REQUIRED WORK —
What is needed is every line of the data that includes the word "ErrorReport". Please copy each one.

Stored items
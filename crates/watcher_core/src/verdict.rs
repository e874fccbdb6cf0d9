/// Known review statuses and the verdict text sent for each.
const VERDICTS: [(&str, &str); 3] = [
    ("approved", "Работа проверена: ревьюеру всё понравилось. Ура!"),
    ("reviewing", "Работа взята на проверку ревьюером."),
    ("rejected", "Работа проверена: у ревьюера есть замечания."),
];

/// Look up the verdict text for a status code. `None` means the status is unknown.
pub fn verdict_for(status: &str) -> Option<&'static str> {
    VERDICTS
        .iter()
        .find(|(code, _)| *code == status)
        .map(|(_, verdict)| *verdict)
}

/// All status codes with a verdict, in table order.
pub fn known_statuses() -> impl Iterator<Item = &'static str> {
    VERDICTS.iter().map(|(code, _)| *code)
}
//! Watcher core: payload validation, report rendering and the pure cycle state machine.
mod dedupe;
mod effect;
mod error;
mod msg;
mod parse;
mod record;
mod state;
mod update;
mod validate;
mod verdict;

pub use dedupe::{ChangeTracker, ErrorDeduper};
pub use effect::{Delivery, Effect};
pub use error::{ErrorKind, WatchError};
pub use msg::Msg;
pub use parse::{parse, parse_record};
pub use record::{Cursor, HomeworkRecord, Report, Subject};
pub use state::{CycleOutcome, WatchSnapshot, WatchState};
pub use update::update;
pub use validate::{validate, Validated};
pub use verdict::{known_statuses, verdict_for};
use std::sync::Arc;

use anyhow::{Context, Result};
use chrono::Utc;
use tokio::sync::mpsc;
use tokio_util::sync::CancellationToken;
use watch_logging::{watch_error, watch_info};
use watcher_engine::{
    CommandListener, ListenerSettings, ReqwestStatusFetcher, Scheduler, TelegramBot,
};

use crate::config::Config;

pub async fn run_app(config: Config) -> Result<()> {
    let fetcher = ReqwestStatusFetcher::new(config.fetch_settings())
        .context("building status API client")?;
    let bot = Arc::new(
        TelegramBot::new(config.telegram_settings()).context("building Telegram client")?,
    );

    let now = Utc::now().timestamp();
    let scheduler = Scheduler::new(
        Arc::new(fetcher),
        bot.clone(),
        Arc::new(|| Utc::now().timestamp()),
        config.scheduler_settings(),
        now.saturating_sub(config.lookback()),
    );

    let cancel = CancellationToken::new();
    let (scheduler, listener_task) = if config.no_commands {
        watch_info!("Chat commands disabled");
        (scheduler, None)
    } else {
        let (command_tx, command_rx) = mpsc::unbounded_channel();
        let scheduler = scheduler.with_commands(command_rx);
        let listener = CommandListener::new(
            bot,
            command_tx,
            scheduler.subscribe(),
            ListenerSettings::default(),
        );
        let task = tokio::spawn(listener.run(cancel.clone()));
        (scheduler, Some(task))
    };

    let shutdown = cancel.clone();
    tokio::spawn(async move {
        match tokio::signal::ctrl_c().await {
            Ok(()) => watch_info!("Shutdown requested"),
            Err(err) => watch_error!("Could not listen for Ctrl-C: {}", err),
        }
        shutdown.cancel();
    });

    scheduler.run(cancel.clone()).await;
    cancel.cancel();
    if let Some(task) = listener_task {
        task.await.context("command listener panicked")?;
    }
    Ok(())
}
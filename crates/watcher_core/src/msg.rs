use serde_json::Value;

use crate::{Cursor, Delivery, WatchError};

#[derive(Debug, Clone, PartialEq)]
pub enum Msg {
    /// The status API answered a request that was sent at `started_at`.
    PayloadFetched { started_at: Cursor, payload: Value },
    /// The request failed before a payload was decoded.
    FetchFailed(WatchError),
    /// The channel accepted a message.
    Delivered(Delivery),
    /// The channel rejected a message or could not be reached.
    DeliveryFailed { delivery: Delivery, error: WatchError },
    /// Operator asked to forget the last reported error.
    ClearErrorCache,
}
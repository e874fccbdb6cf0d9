use crate::Report;

#[derive(Debug, Clone, PartialEq, Eq)]
pub enum Effect {
    Notify(Delivery),
}

/// A message to send, and what to commit once it has been delivered.
#[derive(Debug, Clone, PartialEq, Eq)]
pub enum Delivery {
    Report(Report),
    ErrorReport { signature: String },
}

impl Delivery {
    pub fn text(&self) -> &str {
        match self {
            Delivery::Report(report) => &report.message,
            Delivery::ErrorReport { signature } => signature,
        }
    }

    pub fn is_error_report(&self) -> bool {
        matches!(self, Delivery::ErrorReport { .. })
    }
}
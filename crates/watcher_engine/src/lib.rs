//! Watcher engine: status fetching, chat delivery and the cycle scheduler.
mod commands;
mod fetch;
mod scheduler;
mod telegram;

pub use commands::{ChatCommand, CommandListener, ControlCommand, ListenerSettings};
pub use fetch::{FetchSettings, ReqwestStatusFetcher, StatusFetcher, DEFAULT_ENDPOINT};
pub use scheduler::{Clock, Scheduler, SchedulerSettings};
pub use telegram::{
    Notifier, ReplyKeyboard, TelegramBot, TelegramError, TelegramSettings, Update,
    DEFAULT_TELEGRAM_API,
};
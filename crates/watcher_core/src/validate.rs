use serde_json::{Map, Value};

use crate::{HomeworkRecord, WatchError};

const HOMEWORKS_KEY: &str = "homeworks";

/// Result of validating a payload that had the expected shape.
#[derive(Debug, Clone, PartialEq, Eq)]
pub enum Validated {
    /// No `homeworks` key, or an empty list: nothing new since the cursor.
    NoUpdates,
    /// Newest record first; never empty.
    Homeworks(Vec<HomeworkRecord>),
}

/// Check the shape of a status payload before any field is read.
pub fn validate(payload: &Value) -> Result<Validated, WatchError> {
    let object = payload
        .as_object()
        .ok_or_else(|| WatchError::malformed("a JSON object", json_type(payload)))?;

    let Some(homeworks) = object.get(HOMEWORKS_KEY) else {
        return Ok(Validated::NoUpdates);
    };
    let homeworks = homeworks.as_array().ok_or_else(|| {
        WatchError::malformed("`homeworks` to be a list", json_type(homeworks))
    })?;

    if homeworks.is_empty() {
        return Ok(Validated::NoUpdates);
    }

    homeworks
        .iter()
        .enumerate()
        .map(|(index, entry)| {
            entry.as_object().map(record_from_object).ok_or_else(|| {
                WatchError::malformed(
                    format!("`homeworks[{index}]` to be an object"),
                    json_type(entry),
                )
            })
        })
        .collect::<Result<Vec<_>, _>>()
        .map(Validated::Homeworks)
}

fn record_from_object(object: &Map<String, Value>) -> HomeworkRecord {
    let text = |key: &str| object.get(key).and_then(Value::as_str).map(str::to_owned);
    HomeworkRecord {
        name: text("homework_name"),
        status: text("status"),
        updated_at: text("date_updated"),
    }
}

fn json_type(value: &Value) -> &'static str {
    match value {
        Value::Null => "null",
        Value::Bool(_) => "a boolean",
        Value::Number(_) => "a number",
        Value::String(_) => "a string",
        Value::Array(_) => "a list",
        Value::Object(_) => "an object",
    }
}
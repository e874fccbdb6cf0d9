use std::fmt;

/// The user-visible failure taxonomy of a watch cycle.
///
/// Every variant carries enough context to be acted on from the log or chat
/// message alone.
#[derive(Debug, Clone, PartialEq, Eq, thiserror::Error)]
pub enum WatchError {
    #[error("request to {endpoint} failed: {message}")]
    Transport { endpoint: String, message: String },
    #[error("expected HTTP {expected}, got {actual} {reason}")]
    UnexpectedHttpStatus {
        expected: u16,
        actual: u16,
        reason: String,
    },
    #[error("expected {expected}, got {actual}")]
    MalformedResponse { expected: String, actual: String },
    #[error("homework record has no `homework_name`")]
    MissingName,
    #[error("{}", unknown_status_message(.status))]
    UnknownStatus { status: Option<String> },
    #[error("message was not delivered: {message}")]
    Delivery { message: String },
}

fn unknown_status_message(status: &Option<String>) -> String {
    match status {
        Some(status) => format!("unknown homework status `{status}`"),
        None => "homework record has no `status`".to_string(),
    }
}

impl WatchError {
    pub fn kind(&self) -> ErrorKind {
        match self {
            WatchError::Transport { .. } => ErrorKind::TransportFailure,
            WatchError::UnexpectedHttpStatus { .. } => ErrorKind::UnexpectedHttpStatus,
            WatchError::MalformedResponse { .. } => ErrorKind::MalformedResponse,
            WatchError::MissingName => ErrorKind::MissingName,
            WatchError::UnknownStatus { .. } => ErrorKind::UnknownStatus,
            WatchError::Delivery { .. } => ErrorKind::DeliveryFailure,
        }
    }

    /// Stable text identifying this exact fault. Also the text of the error notification.
    pub fn signature(&self) -> String {
        format!("{}: {}", self.kind(), self)
    }

    pub(crate) fn malformed(expected: impl Into<String>, actual: impl Into<String>) -> Self {
        WatchError::MalformedResponse {
            expected: expected.into(),
            actual: actual.into(),
        }
    }
}

#[derive(Debug, Clone, Copy, PartialEq, Eq, Hash)]
pub enum ErrorKind {
    TransportFailure,
    UnexpectedHttpStatus,
    MalformedResponse,
    MissingName,
    UnknownStatus,
    DeliveryFailure,
}

impl fmt::Display for ErrorKind {
    fn fmt(&self, f: &mut fmt::Formatter<'_>) -> fmt::Result {
        let name = match self {
            ErrorKind::TransportFailure => "TransportFailure",
            ErrorKind::UnexpectedHttpStatus => "UnexpectedHTTPStatus",
            ErrorKind::MalformedResponse => "MalformedResponse",
            ErrorKind::MissingName => "MissingName",
            ErrorKind::UnknownStatus => "UnknownStatus",
            ErrorKind::DeliveryFailure => "DeliveryFailure",
        };
        f.write_str(name)
    }
}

EXERCISE SOLUTION —
    ErrorReport { signature: String },
            Delivery::ErrorReport { signature } => signature,
        matches!(self, Delivery::ErrorReport { .. })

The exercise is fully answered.